After leaving the cemetry we ended up in a street market and following the row of boothes we directly got to Tour Montparnasse. € 13.50 was the entry fee for an elevator getting us up to level 56, 200 meters away from the ground. A few more stair cases led to a terrace from where we had an ingredible view to the city of Paris. That view here had two major advantages over the one you get from Tour d’Eifel: no multi-hour wait, and: Tour d’Eifel is included in that view.
A short while later we strolled along Boulevard du Montparnasse to Place Pablo Picasso, took a left there und reached a Cafe at Jardin du Luxembourg two blocks later, where we had some sandwich and salad for lunch. In another Cafe we tried those Éclair, which always look delicious when you see them in a glass cabinet, but which are quiet sweet and sticky when you eat them, especially when not cooled sufficiently, which luckily wasn’t the case here.
Now we took the metro again to reach Arc d’Triumph and thru a passage underground we got directly below the impressive building where the grave of an unknown soldier is located with a flame burning forever to make all of us think about the many who have fallen during rescent wars. We took a seat on some warm stone, meanwhile conveniently located in the shadow of Arc d’Triumph and watched all the traffic circling that famous building in this large roundabout where 12 roads run into each other. One of those is
Champs Elysées, which we explored a little later, following the shadow-side of this world famous shopping mile to the part where shops are replaced by trees and parks. We did not buy any of those handbags for € 15.000, nor a Rolex or a Renault. Just peeking thru the display windows and receiving some arabic parfum sample from an avid sales person was sufficient for us.
We needed another rest on a shadily park bench before we boarded a metro train again taking us to Centre Pompidou.

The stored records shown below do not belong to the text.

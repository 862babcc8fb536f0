//! Bot worker supervision
//!
//! One dispatcher per bot token, all sharing the phrase and sticker pools.
//! Workers start together and stop together.

use std::convert::Infallible;
use std::sync::Arc;

use anyhow::{Context, Result};
use futures::future::join_all;
use slash_core::{FairRegistry, HttpProfileLookup};
use teloxide::dispatching::ShutdownToken;
use teloxide::prelude::*;
use tokio::task::JoinHandle;
use tracing::{Instrument, error, info, trace, warn};

use crate::handlers::{self, BotContext};

/// A running dispatcher for one bot account.
pub struct Worker {
    username: String,
    shutdown: ShutdownToken,
    handle: JoinHandle<()>,
}

impl Worker {
    pub fn username(&self) -> &str {
        &self.username
    }

    async fn stop(self) {
        match self.shutdown.shutdown() {
            Ok(done) => done.await,
            Err(_) => {
                warn!("Dispatcher for @{} was idle, aborting", self.username);
                self.handle.abort();
            }
        }
        if let Err(e) = self.handle.await
            && !e.is_cancelled()
        {
            error!("Dispatcher for @{} panicked: {}", self.username, e);
        }
        info!("Stopped @{}", self.username);
    }
}

pub struct Supervisor {
    telegram: reqwest::Client,
    lookup: reqwest::Client,
    registry: Arc<FairRegistry<String>>,
    api_url: Option<reqwest::Url>,
    workers: Vec<Worker>,
}

impl Supervisor {
    pub fn new(
        telegram: reqwest::Client,
        lookup: reqwest::Client,
        registry: Arc<FairRegistry<String>>,
    ) -> Self {
        Self {
            telegram,
            lookup,
            registry,
            api_url: None,
            workers: Vec::new(),
        }
    }

    /// Talk to a Bot API server other than the public one.
    pub fn with_api_url(mut self, url: reqwest::Url) -> Self {
        self.api_url = Some(url);
        self
    }

    pub fn workers(&self) -> &[Worker] {
        &self.workers
    }

    async fn spawn_worker(&self, index: usize, token: &str) -> Result<Worker> {
        let mut bot = Bot::with_client(token, self.telegram.clone());
        if let Some(url) = &self.api_url {
            bot = bot.set_api_url(url.clone());
        }

        let me = bot
            .get_me()
            .await
            .with_context(|| format!("Failed to authenticate bot #{index}"))?;
        let username = me.username().to_string();
        let ctx = Arc::new(BotContext::new(
            &username,
            HttpProfileLookup::new(self.lookup.clone()),
            Arc::clone(&self.registry),
        ));
        let span = ctx.span.clone();

        let mut dispatcher = Dispatcher::builder(bot, handlers::schema())
            .dependencies(dptree::deps![ctx])
            .default_handler(|upd| async move {
                trace!("Ignored update {}", upd.id.0);
            })
            .distribution_function(|_| None::<Infallible>)
            .build();
        let shutdown = dispatcher.shutdown_token();

        let handle = tokio::spawn(
            async move {
                info!("Dispatcher started");
                dispatcher.dispatch().await;
                info!("Dispatcher finished");
            }
            .instrument(span),
        );

        info!("Bot authenticated as: @{}", username);
        Ok(Worker {
            username,
            shutdown,
            handle,
        })
    }

    /// Start one worker per token. Workers that came up are kept even when
    /// another fails; the first failure is returned.
    pub async fn start_all(&mut self, tokens: &[String]) -> Result<()> {
        let results = join_all(
            tokens
                .iter()
                .enumerate()
                .map(|(index, token)| self.spawn_worker(index, token)),
        )
        .await;

        let mut first_err = None;
        for result in results {
            match result {
                Ok(worker) => self.workers.push(worker),
                Err(e) => {
                    error!("Failed to start worker: {:#}", e);
                    first_err.get_or_insert(e);
                }
            }
        }
        first_err.map_or(Ok(()), Err)
    }

    /// Stop every worker and wait until all of them are done.
    pub async fn shutdown_all(&mut self) {
        join_all(self.workers.drain(..).map(Worker::stop)).await;
    }

    /// Start all workers, wait for Ctrl-C, then stop them.
    pub async fn run(mut self, tokens: &[String]) -> Result<()> {
        let outcome = match self.start_all(tokens).await {
            Ok(()) => {
                let usernames: Vec<&str> = self.workers.iter().map(Worker::username).collect();
                info!("Running as {:?}, press Ctrl-C to stop", usernames);
                tokio::signal::ctrl_c()
                    .await
                    .context("Failed to listen for Ctrl-C")
            }
            Err(e) => Err(e),
        };

        info!("Shutting down");
        self.shutdown_all().await;
        outcome
    }
}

In a Bar with surpringly many good looking and kissing young men we had some beer to clean our throats from the dusty air, before we visited the bizarre and colorful fountains at Centre Pompidou and of course the Centre itself. Here again, as almost everywhere in Paris: many people, bustling activities and hundreds of bars and restaurants. We roamed to Les Halles, where a large construction project has started, then to the next metro station to get back into “our” quarter with “our” hotel.
In the evening with beginning nightfall we made another walk to the famous Moulin Rouge surrounded by a cheap red-light district and found a nice bar a little later and further away where we had our last beer here in Paris.
Next morning after breakfast we walked to Gare de l’Est just ten minutes away from our hotel and arrived there early enough to catch our TGV train to Stuttgart which had changed its schedule to depart 10:50 am instead of 11:17 am which was the plan I had seen when booking that train. Well, that train was surprisingly empty that day.
From Stuttgart we took an Intercity train to Mainz departing at 03:16 pm and arriving in Mainz one and a half hour later.